[RECORDS PROVIDED]

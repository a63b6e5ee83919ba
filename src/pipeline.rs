//! End-to-end extraction pipeline.
//!
//! Fingerprint, cache lookup, text acquisition, scan detection with an
//! optional OCR rescue, field extraction, cache store. The cache is an
//! explicitly constructed collaborator passed in at build time, so
//! callers (and tests) control its lifetime.

use std::sync::Arc;
use std::time::Instant;

use chrono::{DateTime, Utc};
use serde::{Deserialize, Serialize};

use crate::cache::{CacheStats, ResultCache};
use crate::config::ExtractionConfig;
use crate::error::ExtractError;
use crate::extract::{self, scan, DocumentFormat};
use crate::fields;
use crate::models::{
    fingerprint, CandidateProfileDraft, ExtractedText, ExtractionMethod, FieldProvenanceEntry,
};
use crate::ocr::OcrOrchestrator;

/// The cacheable portion of an extraction: everything except
/// per-request metadata like timing and the cache-hit flag.
#[derive(Debug, Clone, Serialize, Deserialize)]
#[serde(rename_all = "camelCase")]
pub struct CachedExtraction {
    pub draft: CandidateProfileDraft,
    pub provenance: Vec<FieldProvenanceEntry>,
    pub method: ExtractionMethod,
    pub confidence: Option<f32>,
    pub page_count: u32,
}

/// Full result of one `process_document` call.
#[derive(Debug, Clone, Serialize, Deserialize)]
#[serde(rename_all = "camelCase")]
pub struct ExtractionOutcome {
    pub draft: CandidateProfileDraft,
    pub provenance: Vec<FieldProvenanceEntry>,
    pub method: ExtractionMethod,
    pub confidence: Option<f32>,
    pub page_count: u32,
    pub processing_time_ms: u64,
    pub cache_hit: bool,
    /// When this response was produced (cache hits get a fresh stamp).
    pub extracted_at: DateTime<Utc>,
}

/// Résumé extraction pipeline with an injected result cache.
pub struct ExtractionPipeline {
    config: ExtractionConfig,
    ocr: OcrOrchestrator,
    cache: Arc<ResultCache<CachedExtraction>>,
}

impl ExtractionPipeline {
    /// Build a pipeline around the system OCR engine.
    pub fn new(config: ExtractionConfig, cache: Arc<ResultCache<CachedExtraction>>) -> Self {
        let ocr = OcrOrchestrator::new(&config);
        Self { config, ocr, cache }
    }

    /// Build a pipeline around a custom OCR orchestrator (tests inject
    /// stub engines through this).
    pub fn with_ocr(
        config: ExtractionConfig,
        ocr: OcrOrchestrator,
        cache: Arc<ResultCache<CachedExtraction>>,
    ) -> Self {
        Self { config, ocr, cache }
    }

    /// Acquire raw text from document bytes via the format-selected
    /// extractor.
    pub async fn acquire_text(
        &self,
        content: &[u8],
        format: DocumentFormat,
    ) -> Result<ExtractedText, ExtractError> {
        extract::acquire_text(content, format, &self.ocr).await
    }

    /// Retry a suspect text-layer extraction via OCR over page
    /// renderings of the same document. Keeps whichever result carries
    /// more word content; OCR errors fall back to the original text
    /// rather than failing the request.
    pub async fn maybe_rescue_via_ocr(
        &self,
        extracted: ExtractedText,
        page_renderings: &[Vec<u8>],
    ) -> ExtractedText {
        if page_renderings.is_empty() {
            return extracted;
        }
        if !scan::validate_page_count(page_renderings.len() as u32, self.config.max_document_pages)
        {
            tracing::debug!(
                pages = page_renderings.len(),
                "document too large for OCR rescue"
            );
            return extracted;
        }

        match self.ocr.recognize_images(page_renderings).await {
            Ok(ocr_result) => {
                if ocr_result.word_count() > extracted.word_count() {
                    ocr_result
                } else {
                    extracted
                }
            }
            Err(e) => {
                tracing::warn!(error = %e, "OCR rescue failed, keeping text-layer result");
                extracted
            }
        }
    }

    /// Run the full pipeline for one document on behalf of a requester.
    ///
    /// A cache hit short-circuits everything: the stored result is
    /// returned with a fresh timing envelope. `page_renderings` are
    /// image renderings of the document's pages, used only when the
    /// text layer looks scanned.
    pub async fn process_document(
        &self,
        content: &[u8],
        format: DocumentFormat,
        requester_id: &str,
        page_renderings: &[Vec<u8>],
    ) -> Result<ExtractionOutcome, ExtractError> {
        let started = Instant::now();
        let fp = fingerprint(content);

        if let Some(cached) = self.cache.get(&fp, requester_id) {
            tracing::debug!(fingerprint = %fp, "cache hit");
            return Ok(Self::outcome(cached, started, true));
        }

        let mut extracted = self.acquire_text(content, format).await?;

        if extracted.method == ExtractionMethod::Text && scan::looks_scanned(&extracted.text) {
            tracing::debug!(
                chars = extracted.text.len(),
                "text layer looks scanned, attempting OCR rescue"
            );
            extracted = self.maybe_rescue_via_ocr(extracted, page_renderings).await;
        }

        if scan::looks_scanned(&extracted.text) && extracted.word_count() == 0 {
            return Err(ExtractError::NoExtractableContent(extracted.text.len()));
        }

        let (draft, provenance) = fields::extract_profile(&extracted.text);
        let cached = CachedExtraction {
            draft,
            provenance,
            method: extracted.method,
            confidence: extracted.confidence,
            page_count: extracted.page_count,
        };
        self.cache.put(&fp, requester_id, cached.clone());

        Ok(Self::outcome(cached, started, false))
    }

    /// Drop the cached result for a document/requester pair.
    pub fn invalidate_cached(&self, content: &[u8], requester_id: &str) {
        self.cache.invalidate(&fingerprint(content), requester_id);
    }

    /// Cache occupancy snapshot.
    pub fn cache_stats(&self) -> CacheStats {
        self.cache.stats()
    }

    fn outcome(cached: CachedExtraction, started: Instant, cache_hit: bool) -> ExtractionOutcome {
        ExtractionOutcome {
            draft: cached.draft,
            provenance: cached.provenance,
            method: cached.method,
            confidence: cached.confidence,
            page_count: cached.page_count,
            processing_time_ms: started.elapsed().as_millis() as u64,
            cache_hit,
            extracted_at: Utc::now(),
        }
    }
}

[/RECORDS PROVIDED]

Retype, exactly and in full, the lines above from the one containing "whichever result carries" through the one containing "if extracted.method == ExtractionMethod::Text".

    /// renderings of the same document. Keeps whichever result carries
    /// more word content; OCR errors fall back to the original text
    /// rather than failing the request.
    pub async fn maybe_rescue_via_ocr(
        &self,
        extracted: ExtractedText,
        page_renderings: &[Vec<u8>],
    ) -> ExtractedText {
        if page_renderings.is_empty() {
            return extracted;
        }
        if !scan::validate_page_count(page_renderings.len() as u32, self.config.max_document_pages)
        {
            tracing::debug!(
                pages = page_renderings.len(),
                "document too large for OCR rescue"
            );
            return extracted;
        }

        match self.ocr.recognize_images(page_renderings).await {
            Ok(ocr_result) => {
                if ocr_result.word_count() > extracted.word_count() {
                    ocr_result
                } else {
                    extracted
                }
            }
            Err(e) => {
                tracing::warn!(error = %e, "OCR rescue failed, keeping text-layer result");
                extracted
            }
        }
    }

    /// Run the full pipeline for one document on behalf of a requester.
    ///
    /// A cache hit short-circuits everything: the stored result is
    /// returned with a fresh timing envelope. `page_renderings` are
    /// image renderings of the document's pages, used only when the
    /// text layer looks scanned.
    pub async fn process_document(
        &self,
        content: &[u8],
        format: DocumentFormat,
        requester_id: &str,
        page_renderings: &[Vec<u8>],
    ) -> Result<ExtractionOutcome, ExtractError> {
        let started = Instant::now();
        let fp = fingerprint(content);

        if let Some(cached) = self.cache.get(&fp, requester_id) {
            tracing::debug!(fingerprint = %fp, "cache hit");
            return Ok(Self::outcome(cached, started, true));
        }

        let mut extracted = self.acquire_text(content, format).await?;

        if extracted.method == ExtractionMethod::Text && scan::looks_scanned(&extracted.text) {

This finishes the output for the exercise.